With recent international efforts the obstacle of lack of serum creatinine assay standardisation between laboratories has been largely overcome, however there are no validated methods to address the problem of differential bias in eGFR equations suitable for epidemiological studies. In an attempt to address what are likely to be the largest contributor to differential bias inherent in GFR estimating equations the DEGREE protocol includes both sample collection for future cystatin C measurements and data collection on body composition and self-reported meat consumption. Whole body bioimpedance is a simple but reasonable indicator of lean mass index and should allow a more robust comparison of eGFR between populations. Once improved estimating equations validated in the relevant populations and/or standardised cystatin C measurements become available, re-analysis of datasets will be performed.
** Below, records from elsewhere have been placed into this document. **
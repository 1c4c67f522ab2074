use serde::Deserialize;
use validator::Validate;
use validator_derive::Validate;

use super::place_dto::PlaceDto;

#[derive(Debug, Deserialize, Validate)]
pub struct CreateBookingDto {
  #[serde(default)]
  #[validate(length(min = 1, message = "phone is required"))]
  pub phone: String,
  #[validate(nested)]
  pub pickup: Option<PlaceDto>,
  #[validate(nested)]
  pub drop: Option<PlaceDto>,
  #[validate(range(min = 0.0, message = "distance_km must not be negative"))]
  pub distance_km: Option<f64>,
  #[validate(range(min = 0, message = "duration_min must not be negative"))]
  pub duration_min: Option<i64>,
  #[validate(range(min = 0, message = "fare must not be negative"))]
  pub fare: Option<i64>,
}
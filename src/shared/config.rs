use std::{env, str::FromStr};

use log::warn;
use serde::{Deserialize, Serialize};

#[derive(Clone, Debug, Serialize, Deserialize)]
pub struct Config {
  pub bind_address: String,
  pub database_url: String,
  pub database_max_connections: u32,
  pub base_fare: i64,
  pub per_km_rate: f64,
  pub geocoder_base_url: String,
  pub geocoder_user_agent: String,
  pub geocoder_result_limit: u8,
  pub router_base_url: String,
  pub router_profile: String,
  pub upstream_timeout_secs: u64,
  pub driver_seed: Option<u64>,
  pub verify_estimates: bool,
  pub rate_limit_per_second: u64,
  pub rate_limit_burst: u32,
  /// Origins allowed to call the API from a browser. Empty allows any.
  pub allowed_origins: Vec<String>,
}

impl Default for Config {
  fn default() -> Self {
    Self {
      bind_address: env_string("BIND_ADDRESS", "127.0.0.1:3000"),
      database_url: env_string("DATABASE_URL", "sqlite://bookings.sqlite3"),
      database_max_connections: env_parsed("DATABASE_MAX_CONNECTIONS", 5),
      base_fare: env_parsed("BASE_FARE", 20),
      per_km_rate: env_parsed("PER_KM_RATE", 10.0),
      geocoder_base_url: env_string(
        "GEOCODER_BASE_URL",
        "https://nominatim.openstreetmap.org",
      ),
      geocoder_user_agent: env_string(
        "GEOCODER_USER_AGENT",
        "ride-dispatch/0.1 (ops@example.com)",
      ),
      geocoder_result_limit: env_parsed("GEOCODER_RESULT_LIMIT", 5),
      router_base_url: env_string(
        "ROUTER_BASE_URL",
        "https://router.project-osrm.org",
      ),
      router_profile: env_string("ROUTER_PROFILE", "driving"),
      upstream_timeout_secs: env_parsed("UPSTREAM_TIMEOUT_SECS", 10),
      driver_seed: env::var("DRIVER_SEED")
        .ok()
        .and_then(|seed| parse_or_warn("DRIVER_SEED", &seed)),
      verify_estimates: env_parsed("VERIFY_ESTIMATES", true),
      rate_limit_per_second: env_parsed("RATE_LIMIT_PER_SECOND", 10),
      rate_limit_burst: env_parsed("RATE_LIMIT_BURST", 20),
      allowed_origins: env_list("ALLOWED_ORIGINS"),
    }
  }
}

fn env_string(key: &str, default: &str) -> String {
  env::var(key).unwrap_or_else(|_| default.to_string())
}

fn env_list(key: &str) -> Vec<String> {
  env::var(key)
    .map(|value| {
      value
        .split(',')
        .map(str::trim)
        .filter(|item| !item.is_empty())
        .map(String::from)
        .collect()
    })
    .unwrap_or_default()
}

fn env_parsed<T: FromStr>(key: &str, default: T) -> T {
  env::var(key)
    .ok()
    .and_then(|value| parse_or_warn(key, &value))
    .unwrap_or(default)
}

fn parse_or_warn<T: FromStr>(key: &str, value: &str) -> Option<T> {
  let parsed = value.trim().parse().ok();
  if parsed.is_none() {
    warn!("Ignoring unparseable {key}={value:?}, using the default");
  }
  parsed
}

#[cfg(test)]
mod tests {
  use super::*;

  #[test]
  fn test_default_config_runner() {
    test_default_config();
    test_default_config_with_missing_env_vars();
    test_default_config_with_invalid_numbers();
  }

  fn test_default_config() {
    // Temporarily set environment variables
    env::set_var("DATABASE_URL", "sqlite://test.sqlite3");
    env::set_var("BASE_FARE", "35");
    env::set_var("PER_KM_RATE", "12.5");
    env::set_var("DRIVER_SEED", "42");
    env::set_var("VERIFY_ESTIMATES", "false");
    env::set_var("ALLOWED_ORIGINS", " https://rides.example ,, http://localhost:5173");

    let config = Config::default();
    assert_eq!(config.database_url, "sqlite://test.sqlite3");
    assert_eq!(config.base_fare, 35);
    assert_eq!(config.per_km_rate, 12.5);
    assert_eq!(config.driver_seed, Some(42));
    assert!(!config.verify_estimates);
    assert_eq!(
      config.allowed_origins,
      vec!["https://rides.example", "http://localhost:5173"]
    );

    // Clean up environment variables
    env::remove_var("DATABASE_URL");
    env::remove_var("BASE_FARE");
    env::remove_var("PER_KM_RATE");
    env::remove_var("DRIVER_SEED");
    env::remove_var("VERIFY_ESTIMATES");
    env::remove_var("ALLOWED_ORIGINS");
  }

  fn test_default_config_with_missing_env_vars() {
    // Ensure environment variables are unset
    env::remove_var("DATABASE_URL");
    env::remove_var("BASE_FARE");
    env::remove_var("DRIVER_SEED");

    let config = Config::default();
    assert_eq!(config.database_url, "sqlite://bookings.sqlite3");
    assert_eq!(config.base_fare, 20);
    assert_eq!(config.per_km_rate, 10.0);
    assert_eq!(config.driver_seed, None);
    assert!(config.verify_estimates);
    assert_eq!(config.router_profile, "driving");
    assert!(config.allowed_origins.is_empty());
  }

  fn test_default_config_with_invalid_numbers() {
    env::set_var("BASE_FARE", "twenty");
    env::set_var("DRIVER_SEED", "-1");

    let config = Config::default();
    assert_eq!(config.base_fare, 20);
    assert_eq!(config.driver_seed, None);

    env::remove_var("BASE_FARE");
    env::remove_var("DRIVER_SEED");
  }

  #[test]
  fn test_serialization() {
    let config = Config {
      database_url: "sqlite::memory:".to_string(),
      geocoder_user_agent: "agent/1.0".to_string(),
      ..Config::default()
    };

    let serialized =
      serde_json::to_string(&config).expect("Failed to serialize");
    assert!(serialized.contains("sqlite::memory:"));
    assert!(serialized.contains("agent/1.0"));
  }
}
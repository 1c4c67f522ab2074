use crate::routing::model::Coordinates;

/// A named point, either geocoded or typed in by the rider. Identity is its
/// coordinates.
#[derive(Debug, Clone, PartialEq)]
pub struct Place {
  pub name: String,
  pub lat: f64,
  pub lon: f64,
}

impl Place {
  pub fn new(name: impl Into<String>, lat: f64, lon: f64) -> Self {
    Self {
      name: name.into(),
      lat,
      lon,
    }
  }

  pub fn coordinates(&self) -> Coordinates {
    Coordinates {
      lat: self.lat,
      lon: self.lon,
    }
  }
}
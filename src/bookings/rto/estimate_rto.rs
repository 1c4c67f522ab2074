use serde::{Deserialize, Serialize};

use crate::routing::fare::Estimate;

#[derive(Debug, Clone, PartialEq, Serialize, Deserialize)]
pub struct EstimateRto {
  pub distance_km: f64,
  pub duration_min: i64,
  pub fare: i64,
}

impl From<Estimate> for EstimateRto {
  fn from(estimate: Estimate) -> Self {
    Self {
      distance_km: estimate.distance_km,
      duration_min: estimate.duration_min,
      fare: estimate.fare,
    }
  }
}
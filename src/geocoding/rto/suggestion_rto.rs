use serde::{Deserialize, Serialize};

use crate::geocoding::model::GeocodedPlace;

#[derive(Debug, Clone, Serialize, Deserialize)]
pub struct SuggestionRto {
  pub id: u64,
  pub name: String,
  pub lat: f64,
  pub lon: f64,
}

impl From<GeocodedPlace> for SuggestionRto {
  fn from(candidate: GeocodedPlace) -> Self {
    Self {
      id: candidate.id,
      name: candidate.place.name,
      lat: candidate.place.lat,
      lon: candidate.place.lon,
    }
  }
}
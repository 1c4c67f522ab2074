pub mod dispatch;
pub mod driver_pool;
pub mod dto;
pub mod model;
pub mod repository;
pub mod rto;

use actix_web::{web, HttpResponse, Responder};
use dispatch::{BookingRequest, DispatchError, DispatchService};
use dto::create_booking_dto::CreateBookingDto;
use dto::end_trip_dto::EndTripDto;
use dto::estimate_dto::EstimateDto;
use log::{error, warn};
use model::Booking;
use repository::booking_repository::BookingRepository;
use rto::booking_rto::BookingRto;
use rto::estimate_rto::EstimateRto;
use validator::Validate;

use crate::routing::client::osrm_client::{RouteError, RouteProvider};
use crate::routing::fare::Estimate;
use crate::shared::{http_error::HttpError, rto::ok_rto::OkRto};

pub async fn estimate<BR: BookingRepository, RP: RouteProvider>(
  dispatch: web::Data<DispatchService<BR, RP>>,
  dto: web::Json<EstimateDto>,
) -> impl Responder {
  // Perform validation
  if let Err(validation_errors) = dto.validate() {
    return bad_request(validation_errors.to_string());
  }
  let EstimateDto { pickup, drop } = dto.into_inner();
  let (Some(pickup), Some(drop)) = (pickup, drop) else {
    return bad_request("pickup & drop required".to_string());
  };
  dispatch
    .estimate(&pickup.into(), &drop.into())
    .await
    .map(estimate_found)
    .unwrap_or_else(dispatch_failed)
}

fn estimate_found(estimate: Estimate) -> HttpResponse {
  HttpResponse::Ok()
    .content_type("application/json")
    .json(EstimateRto::from(estimate))
}

pub async fn create_booking<BR: BookingRepository, RP: RouteProvider>(
  dispatch: web::Data<DispatchService<BR, RP>>,
  dto: web::Json<CreateBookingDto>,
) -> impl Responder {
  // Perform validation
  if let Err(validation_errors) = dto.validate() {
    return bad_request(validation_errors.to_string());
  }
  dispatch
    .create_booking(BookingRequest::from(dto.into_inner()))
    .await
    .map(booking_created)
    .unwrap_or_else(dispatch_failed)
}

fn booking_created(booking: Booking) -> HttpResponse {
  HttpResponse::Ok()
    .content_type("application/json")
    .json(BookingRto::from(booking))
}

pub async fn list_active_bookings<BR: BookingRepository, RP: RouteProvider>(
  dispatch: web::Data<DispatchService<BR, RP>>,
) -> impl Responder {
  dispatch
    .list_active()
    .await
    .map(|bookings| {
      let bookings: Vec<BookingRto> =
        bookings.into_iter().map(BookingRto::from).collect();
      HttpResponse::Ok()
        .content_type("application/json")
        .json(bookings)
    })
    .unwrap_or_else(dispatch_failed)
}

pub async fn end_trip<BR: BookingRepository, RP: RouteProvider>(
  dispatch: web::Data<DispatchService<BR, RP>>,
  path: web::Path<EndTripDto>,
) -> impl Responder {
  let Some(id) = path.booking_id() else {
    return bad_request("invalid id".to_string());
  };
  dispatch
    .end_trip(id)
    .await
    .map(|_| {
      HttpResponse::Ok()
        .content_type("application/json")
        .json(OkRto::default())
    })
    .unwrap_or_else(dispatch_failed)
}

fn bad_request(message: String) -> HttpResponse {
  HttpResponse::BadRequest()
    .content_type("application/json")
    .json(HttpError::from(message))
}

fn internal_error(message: &str) -> HttpResponse {
  HttpResponse::InternalServerError()
    .content_type("application/json")
    .json(HttpError::from(message))
}

fn dispatch_failed(error: DispatchError) -> HttpResponse {
  match error {
    DispatchError::Validation(message) => bad_request(message),
    DispatchError::Route(RouteError::NoRoute) => {
      warn!("{error}");
      internal_error("no route found")
    }
    DispatchError::Route(_) => {
      error!("{error}");
      internal_error("route error")
    }
    DispatchError::Store(_) => {
      error!("{error}");
      internal_error("db error")
    }
  }
}

impl From<CreateBookingDto> for BookingRequest {
  fn from(dto: CreateBookingDto) -> Self {
    let quote = match (dto.distance_km, dto.duration_min, dto.fare) {
      (Some(distance_km), Some(duration_min), Some(fare)) => Some(Estimate {
        distance_km,
        duration_min,
        fare,
      }),
      _ => None,
    };
    Self {
      phone: dto.phone,
      pickup: dto.pickup.map(Into::into),
      drop: dto.drop.map(Into::into),
      quote,
    }
  }
}
use crate::routing::model::RouteSummary;
use crate::shared::config::Config;

/// Prices a trip from its distance: a base fare plus a per-kilometre rate,
/// never below the base fare.
#[derive(Debug, Clone, Copy, PartialEq)]
pub struct FareSchedule {
  pub base_fare: i64,
  pub per_km_rate: f64,
}

impl Default for FareSchedule {
  fn default() -> Self {
    Self {
      base_fare: 20,
      per_km_rate: 10.0,
    }
  }
}

impl From<&Config> for FareSchedule {
  fn from(config: &Config) -> Self {
    Self {
      base_fare: config.base_fare,
      per_km_rate: config.per_km_rate,
    }
  }
}

impl FareSchedule {
  /// `distance_km` must be non-negative; callers validate upstream.
  pub fn fare(&self, distance_km: f64) -> i64 {
    let raw = (self.base_fare as f64 + self.per_km_rate * distance_km).round();
    self.base_fare.max(raw as i64)
  }
}

/// A quote for one trip. Never stored on its own.
#[derive(Debug, Clone, Copy, PartialEq)]
pub struct Estimate {
  pub distance_km: f64,
  pub duration_min: i64,
  pub fare: i64,
}

impl Estimate {
  pub fn from_route(route: RouteSummary, schedule: &FareSchedule) -> Self {
    let distance_km = route.distance_m.max(0.0) / 1000.0;
    Self {
      // Kilometres are reported to the metre.
      distance_km: (distance_km * 1000.0).round() / 1000.0,
      duration_min: (route.duration_s.max(0.0) / 60.0).round() as i64,
      fare: schedule.fare(distance_km),
    }
  }
}
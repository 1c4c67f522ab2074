/// A WGS84 point as the routing provider expects it.
#[derive(Debug, Clone, Copy, PartialEq)]
pub struct Coordinates {
  pub lat: f64,
  pub lon: f64,
}

/// What the router reports for the best path between two points.
#[derive(Debug, Clone, Copy, PartialEq)]
pub struct RouteSummary {
  pub distance_m: f64,
  pub duration_s: f64,
}
use serde::Deserialize;

#[derive(Debug, Deserialize)]
pub struct EndTripDto {
  pub id: String,
}

impl EndTripDto {
  /// Only positive integers name a booking.
  pub fn booking_id(&self) -> Option<i64> {
    self.id.trim().parse::<i64>().ok().filter(|id| *id > 0)
  }
}
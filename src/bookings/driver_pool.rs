use std::sync::Mutex;

use rand::rngs::StdRng;
use rand::seq::SliceRandom;
use rand::{Rng, SeedableRng};

use crate::bookings::model::Driver;

const DRIVER_NAMES: [&str; 4] = ["Rakesh", "Suresh", "Priya", "Asha"];
const VEHICLE: &str = "E-Rickshaw";
const MAX_ETA_MIN: i64 = 6;

/// Simulated driver assignment. There is no real fleet: every booking gets a
/// randomly drawn driver. Seed it to make the draws reproducible.
#[derive(Debug)]
pub struct DriverPool {
  rng: Mutex<StdRng>,
}

impl DriverPool {
  pub fn new(seed: Option<u64>) -> Self {
    let rng = match seed {
      Some(seed) => StdRng::seed_from_u64(seed),
      None => StdRng::from_entropy(),
    };
    Self {
      rng: Mutex::new(rng),
    }
  }

  pub fn assign(&self) -> Driver {
    let mut rng = self
      .rng
      .lock()
      .unwrap_or_else(|poisoned| poisoned.into_inner());
    let name = DRIVER_NAMES.choose(&mut *rng).copied().unwrap_or("Asha");
    Driver {
      id: format!("DRV{}", rng.gen_range(1000..=9999)),
      name: name.to_string(),
      vehicle: VEHICLE.to_string(),
      eta_min: rng.gen_range(1..=MAX_ETA_MIN),
    }
  }
}
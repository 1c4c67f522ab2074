pub mod nominatim_client;
pub mod osrm_client;
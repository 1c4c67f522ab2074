use serde::{Deserialize, Serialize};

#[derive(Debug, Clone, Serialize, Deserialize)]
pub struct OkRto {
  pub ok: bool,
}

impl Default for OkRto {
  fn default() -> Self {
    Self { ok: true }
  }
}
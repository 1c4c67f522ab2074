use serde::Deserialize;
use validator::Validate;
use validator_derive::Validate;

use super::place_dto::PlaceDto;

#[derive(Debug, Deserialize, Validate)]
pub struct EstimateDto {
  #[validate(nested)]
  pub pickup: Option<PlaceDto>,
  #[validate(nested)]
  pub drop: Option<PlaceDto>,
}
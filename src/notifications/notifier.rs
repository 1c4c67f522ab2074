use log::{debug, warn};
use nanoid::nanoid;
use serde::Serialize;
use tokio::sync::broadcast::{self, error::RecvError};

use crate::bookings::rto::booking_rto::BookingRto;

const CHANNEL_CAPACITY: usize = 256;

#[derive(Debug, Clone, PartialEq, Serialize)]
pub struct BookingEnded {
  pub id: i64,
}

/// Lifecycle events pushed to every connected subscriber.
#[derive(Debug, Clone, PartialEq, Serialize)]
#[serde(tag = "event", content = "data", rename_all = "snake_case")]
pub enum BookingEvent {
  BookingCreated(BookingRto),
  BookingEnded(BookingEnded),
}

impl BookingEvent {
  pub fn name(&self) -> &'static str {
    match self {
      Self::BookingCreated(_) => "booking_created",
      Self::BookingEnded(_) => "booking_ended",
    }
  }
}

/// Best-effort fan-out of booking events. Nothing is stored: a subscriber
/// only sees events published while it is connected, and one that falls more
/// than `CHANNEL_CAPACITY` events behind skips the ones it missed.
#[derive(Debug, Clone)]
pub struct Notifier {
  sender: broadcast::Sender<BookingEvent>,
}

impl Default for Notifier {
  fn default() -> Self {
    let (sender, _) = broadcast::channel(CHANNEL_CAPACITY);
    Self { sender }
  }
}

impl Notifier {
  /// Returns how many subscribers the event was handed to.
  pub fn publish(&self, event: BookingEvent) -> usize {
    let name = event.name();
    match self.sender.send(event) {
      Ok(receivers) => {
        debug!("Published {name} to {receivers} subscriber(s)");
        receivers
      }
      Err(_) => {
        debug!("Published {name} with no subscribers");
        0
      }
    }
  }

  pub fn subscribe(&self) -> Subscription {
    let subscription = Subscription {
      id: nanoid!(),
      receiver: self.sender.subscribe(),
    };
    debug!(
      "Subscriber {} connected, {} listening",
      subscription.id,
      self.subscriber_count()
    );
    subscription
  }

  pub fn subscriber_count(&self) -> usize {
    self.sender.receiver_count()
  }
}

pub struct Subscription {
  pub id: String,
  receiver: broadcast::Receiver<BookingEvent>,
}

impl Subscription {
  /// Waits for the next event. `None` once the notifier is gone.
  pub async fn next(&mut self) -> Option<BookingEvent> {
    loop {
      match self.receiver.recv().await {
        Ok(event) => return Some(event),
        Err(RecvError::Lagged(skipped)) => {
          warn!("Subscriber {} lagged, skipped {skipped} event(s)", self.id);
        }
        Err(RecvError::Closed) => return None,
      }
    }
  }

  #[cfg(test)]
  pub fn try_next(&mut self) -> Option<BookingEvent> {
    self.receiver.try_recv().ok()
  }
}

impl Drop for Subscription {
  fn drop(&mut self) {
    debug!("Subscriber {} disconnected", self.id);
  }
}
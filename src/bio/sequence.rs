use serde::{Deserialize, Serialize};

/// One genome record as it appears in a FASTA store. The identifier is the
/// first whitespace-delimited token of the header, which is what the
/// filtering engine and the metadata `strain` column key on.
#[derive(Debug, Clone, PartialEq, Eq, Hash, Serialize, Deserialize)]
pub struct Sequence {
    pub id: String,
    pub description: Option<String>,
    pub sequence: Vec<u8>,
}

impl Sequence {
    pub fn new(id: String, sequence: Vec<u8>) -> Self {
        Self {
            id,
            description: None,
            sequence,
        }
    }

    pub fn with_description(mut self, description: String) -> Self {
        self.description = Some(description);
        self
    }

    pub fn len(&self) -> usize {
        self.sequence.len()
    }

    pub fn is_empty(&self) -> bool {
        self.sequence.is_empty()
    }

    pub fn header(&self) -> String {
        match &self.description {
            Some(desc) if !desc.is_empty() => format!(">{} {}", self.id, desc),
            _ => format!(">{}", self.id),
        }
    }
}
/// Parallel processing utilities
use crate::{GistError, Result};

/// 0 means "all available cores".
pub fn resolve_threads(threads: usize) -> usize {
    if threads == 0 {
        num_cpus::get()
    } else {
        threads
    }
}

/// Build a bounded pool for one batch of independent tasks. Pools are not
/// shared between batches or jobs.
pub fn batch_pool(threads: usize) -> Result<rayon::ThreadPool> {
    rayon::ThreadPoolBuilder::new()
        .num_threads(resolve_threads(threads))
        .thread_name(|idx| format!("gist-stratum-{}", idx))
        .build()
        .map_err(|e| GistError::Config(format!("Failed to build thread pool: {}", e)))
}

#[cfg(test)]
mod tests {
    use super::*;

    #[test]
    fn test_resolve_threads() {
        assert_eq!(resolve_threads(3), 3);
        assert!(resolve_threads(0) >= 1);
    }

    #[test]
    fn test_batch_pool_size() {
        let pool = batch_pool(2).unwrap();
        assert_eq!(pool.current_num_threads(), 2);
    }
}
pub mod fasta;
pub mod hits;
pub mod metadata;
pub mod sequence;
pub mod strains;

pub use hits::AlignmentHit;
pub use sequence::Sequence;
pub use strains::StrainSet;
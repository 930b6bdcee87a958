use crate::cli::formatter::{
    self, format_number, print_section, print_stats_table, print_success, print_warning,
};
use crate::core::job::{check_file, JobContext};
use crate::core::report::{JobReport, REPORT_FILE};
use crate::core::schema::SimilaritySchema;
use crate::core::similar::SimilaritySearch;
use crate::tools::BlastToolkit;
use clap::Args;
use std::path::PathBuf;
use tracing::info;

#[derive(Args, Debug)]
pub struct SimilarArgs {
    /// Query genomes (FASTA)
    #[arg(short, long, value_name = "FILE")]
    pub input: PathBuf,

    /// Sequences to search (FASTA, optionally gzipped)
    #[arg(short, long, value_name = "FILE")]
    pub sequences: PathBuf,

    /// Metadata table for the searched sequences (TSV, optionally gzipped)
    #[arg(short, long, value_name = "FILE")]
    pub metadata: PathBuf,

    /// Similarity schema (JSON)
    #[arg(long, value_name = "FILE")]
    pub schema: PathBuf,

    /// Directory the job directory is created in
    #[arg(short, long, value_name = "DIR")]
    pub output_dir: PathBuf,

    /// Configuration file
    #[arg(short = 'c', long, env = "GIST_CONFIG")]
    pub config: Option<PathBuf>,

    /// Number of threads (passed from global)
    #[arg(skip)]
    pub threads: usize,
}

pub fn run(args: SimilarArgs) -> anyhow::Result<()> {
    formatter::init();

    check_file(&args.input)?;
    check_file(&args.sequences)?;
    check_file(&args.metadata)?;
    check_file(&args.schema)?;
    let schema = SimilaritySchema::load(&args.schema)?;
    let config = super::resolve_config(args.config.as_deref())?;
    let blast = BlastToolkit::from_config(&config.tools)?;

    let ctx = JobContext::create(&args.output_dir, &schema.job_name, args.threads)?;
    info!(
        "Job '{}' in {} (identity {}-{}, up to {} genomes)",
        schema.job_name,
        ctx.job_dir().display(),
        schema.min_id,
        schema.max_id,
        schema.max_number_of_similar_genomes
    );

    let report = JobReport::start(&schema.job_name, "similar");
    let outcome = SimilaritySearch::new(&ctx, &blast, &config).run(
        &args.input,
        &args.sequences,
        &args.metadata,
        &schema,
    )?;

    let report = report
        .count("hits", outcome.hits)
        .count("similar", outcome.ranked.len())
        .count("sequences", outcome.selection.sequences)
        .count("metadata_rows", outcome.selection.metadata_rows)
        .with_warnings(&outcome.warnings)
        .finish();
    report.write(&ctx.path(REPORT_FILE))?;

    print_section(&format!("Similarity job '{}'", schema.job_name));
    print_stats_table(
        "Summary",
        &[
            ("Alignment hits", format_number(outcome.hits)),
            ("Similar genomes", format_number(outcome.ranked.len())),
            ("Sequences written", format_number(outcome.selection.sequences)),
            ("Elapsed", format!("{:.1}s", report.elapsed_seconds)),
        ],
    );
    for warning in &outcome.warnings {
        print_warning(warning);
    }
    print_success(&format!("Outputs written to {}", ctx.job_dir().display()));
    Ok(())
}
Given the resource implications of undertaking formal albumin:creatinine ratios, we have opted for the simplest option, dipstick urinalysis, in the core protocol. Previous large-scale epidemiologic studies have demonstrated the predictive value of urine dipstick measurements using electronic readers (and where possible we advise these to be used) [29]. However if resources are available to store urine samples the possibility of measuring albumin:creatinine ratios could be explored.

Governance

The DEGREE organisational structure comprises a Steering Committee (including the authors of this protocol) coordinated by an Executive (chaired by the first and last authors of this paper, and also including co-authors KJ, JG, AS and RC-R). A Reference Group will provide advice to the Steering Committee. Regional coordinators will be responsible for identifying lead investigators and facilitating local investigators. These coordinators will be encouraged to visit study sites. Expressions of interest for the reference group, and regional coordinators should be directed to the DEGREE Study Executive. In general, publications on international comparisons will be authored by the DEGREE Study Group, comprising members of the Steering Committee, coordinators, and a co-investigator from each participating centre.

The DEGREE executive is committed to maximizing the use of a common protocol to allow robust international comparisons. To this end, the project has been/will be promoted, and the rationale underlying the protocol presented, at a number of international meetings including the 2015 Mesoamerican Nephropathy Workshop, 2016 Institute for Global Development India meeting on CKDnt, the 2016 World Health Organisation Workshop on CKDu in Sri Lanka and the 2016 Epidemiology in Occupational Health Conference (EPICOH). In addition the DEGREE collaboration will continue to work with key stakeholders, including but not limited to: the Consortium on the Epidemic of Nephropathy in Central America and Mexico, the International Society of Nephrology and the Inter-American Development Bank. Funding has been identified for engagement and communications and a DEGREE website, hosting protocols and other resources, will soon be available via the London School of Hygiene and Tropical Medicine Centre for Non-Communicable diseases (http://globalncds.lshtm.ac.uk). Most importantly however, the DEGREE collaboration will support local investigators with training and networking as well as assisting them in obtaining the necessary resources to conduct these studies.

Additional modules

A number of further optional additional modules will be made available through the DEGREE Steering Committee. Specifically we plan to develop tools that allow occupational and environmental exposures to be captured using standardised tools.

Conclusions

We have here presented the core DEGREE Study protocol for measuring population patterns of eGFR. We will develop additional modules for follow-up studies (e.g. examining the roles of occupational and environmental factors) and intervention studies in affected populations. Even in the first stage of DEGREE, the use of a common prevalence protocol will yield important information on population patterns and time trends, thus enabling us to gain a better understanding of the scope and scale of CKD, and the possible causes. This will provide a basis for further efforts to address the epidemic of kidney failure that is affecting disadvantaged populations around the world.